Abstract
Intrauterine growth restriction is one of the most common and complex problems in modern obstetrics. The cut off value mainly used for defining an IUGR is at the 10th percentile. There are many evidence demonstrating that the adverse perinatal outcome are mainly confined to infants below the 5th or 3th percentile. The mains causes for the onset of IUGR can be divided into three categories: maternal, fetal and placental. Aim of this study is to obtain a review from which speculate useful indication in clinical practice. Evidence from randomized controlled trials finds few interventions beneficial in preventing or treating IUGR.
Keywords: Intrauterine growth restriction, Fetal weights, Small for gestational age
Introduction
Intrauterine growth restriction is one of the most common and complex problems in modern obstetrics. In fact, there is some confusion in terminology for the lack of uniform diagnostic criteria. Furthermore almost of authors use the terms small for gestational age (SGA) and intrauterine growth restriction (IUGR) as synonymous. Others authors think that the term SGA is more appropriate referring to infant while IUGR referring to fetus. By definition, 10% of people in any population have a weights, as well as heights, below the 10th percentile. This is the cut-off value mainly used for defining the IUGR. A minority of authors define the cut-off value at the 5th or at 3th percentile. There are many evidence demonstrating that the adverse perinatal outcome are mainly confined to infants below the 5th or 3th percentile (1).
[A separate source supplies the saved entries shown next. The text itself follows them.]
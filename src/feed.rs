//! Support for creating Atom feeds from a list of posts.

use crate::config::Author;
use crate::post::Post;
use atom_syndication::{Entry, Error as AtomError, Feed, Link, Person};
use chrono::{FixedOffset, NaiveDate, NaiveDateTime, NaiveTime, TimeZone, Utc};
use std::collections::BTreeMap;
use std::fmt;
use std::io::Write;
use url::Url;

/// Bundled configuration for creating a feed.
pub struct FeedConfig {
    pub title: String,
    pub id: String,
    pub author: Option<Author>,
    pub home_page: Url,
}

/// Creates a feed from some configuration ([`FeedConfig`]) and a list of
/// [`Post`]s and writes the result to a [`std::io::Write`]. This function
/// takes ownership of the provided [`FeedConfig`].
pub fn write_feed<W: Write>(config: FeedConfig, posts: &[Post], w: W) -> Result<()> {
    feed(config, posts).write_to(w)?;
    Ok(())
}

fn feed(config: FeedConfig, posts: &[Post]) -> Feed {
    Feed {
        entries: feed_entries(&config, posts),
        title: config.title.into(),
        id: config.id,
        updated: FixedOffset::east(0).from_utc_datetime(&Utc::now().naive_utc()),
        authors: author_to_people(config.author),
        categories: Vec::new(),
        contributors: Vec::new(),
        generator: None,
        icon: None,
        logo: None,
        rights: None,
        subtitle: None,
        base: None,
        lang: None,
        extensions: BTreeMap::new(),
        namespaces: BTreeMap::new(),
        links: vec![Link {
            href: config.home_page.to_string(),
            rel: "alternate".to_string(),
            title: None,
            hreflang: None,
            mime_type: None,
            length: None,
        }],
    }
}

fn feed_entries(config: &FeedConfig, posts: &[Post]) -> Vec<Entry> {
    let mut entries: Vec<Entry> = Vec::with_capacity(posts.len());

    for post in posts {
        // Posts without a date prefix can't be given a feed timestamp;
        // leave them out rather than failing the whole feed.
        let naive_date = match NaiveDate::parse_from_str(&post.date, "%Y-%m-%d") {
            Ok(date) => date,
            Err(_) => {
                log::warn!("post `{}` has no parseable date; omitting from feed", post.slug);
                continue;
            }
        };
        let naive_date_time = NaiveDateTime::new(naive_date, NaiveTime::from_hms(0, 0, 0));
        let date = FixedOffset::east(0).from_utc_datetime(&naive_date_time);

        let (summary, _) = post.summary();
        entries.push(Entry {
            id: post.url.to_string(),
            title: post.title.clone().into(),
            updated: date,
            authors: author_to_people(config.author.clone()),
            links: vec![Link {
                href: post.url.to_string(),
                rel: "alternate".to_owned(),
                title: None,
                mime_type: None,
                hreflang: None,
                length: None,
            }],
            rights: None,
            summary: Some(summary.to_owned().into()),
            categories: Vec::new(),
            contributors: Vec::new(),
            published: Some(date),
            source: None,
            content: None,
            extensions: BTreeMap::new(),
        })
    }
    entries
}

fn author_to_people(author: Option<Author>) -> Vec<Person> {
    match author {
        Some(author) => vec![Person {
            name: author.name,
            email: author.email,
            uri: None,
        }],
        None => Vec::new(),
    }
}

type Result<T> = std::result::Result<T, Error>;

/// Represents a problem creating a feed. Variants include I/O and Atom
/// serialization issues.
#[derive(Debug)]
pub enum Error {
    /// Returned when there is a generic I/O error.
    Io(std::io::Error),

    /// Returned when there is an Atom-related error.
    Atom(AtomError),
}

impl fmt::Display for Error {
    /// Implements [`fmt::Display`] for [`Error`].
    fn fmt(&self, f: &mut fmt::Formatter) -> fmt::Result {
        match self {
            Error::Io(err) => err.fmt(f),
            Error::Atom(err) => err.fmt(f),
        }
    }
}

impl std::error::Error for Error {
    /// Implements [`std::error::Error`] for [`Error`].
    fn source(&self) -> Option<&(dyn std::error::Error + 'static)> {
        match self {
            Error::Io(err) => Some(err),
            Error::Atom(err) => Some(err),
        }
    }
}

impl From<std::io::Error> for Error {
    /// Converts [`std::io::Error`]s into [`Error`]. This allows us to use
    /// the `?` operator in fallible feed operations.
    fn from(err: std::io::Error) -> Error {
        Error::Io(err)
    }
}

impl From<AtomError> for Error {
    /// Converts [`AtomError`]s into [`Error`]. This allows us to use the `?`
    /// operator in fallible feed operations.
    fn from(err: AtomError) -> Error {
        Error::Atom(err)
    }
}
There are two distinct causes that can determine an IUGR: constitutional smallness and pathological growth restriction. Mortality and morbidity of constitutional small babies are very lower than pathological growth restricted (2).
It is very important specify that fetal growth depends by two broad and overlapping stages during the pregnancy.
During the first period the growth is characterized as a germinal and embryonic period while during the last period there is a differentiation’s prevalence depending by genetical characteristics. This is the reason because there is less biologic variability in growth during the first period of pregnancy. On the contrary, there is an increasing variability during the pregnancy progress. We can then speculate that the biological variations in fetal size is mainly a third trimester phenomenon.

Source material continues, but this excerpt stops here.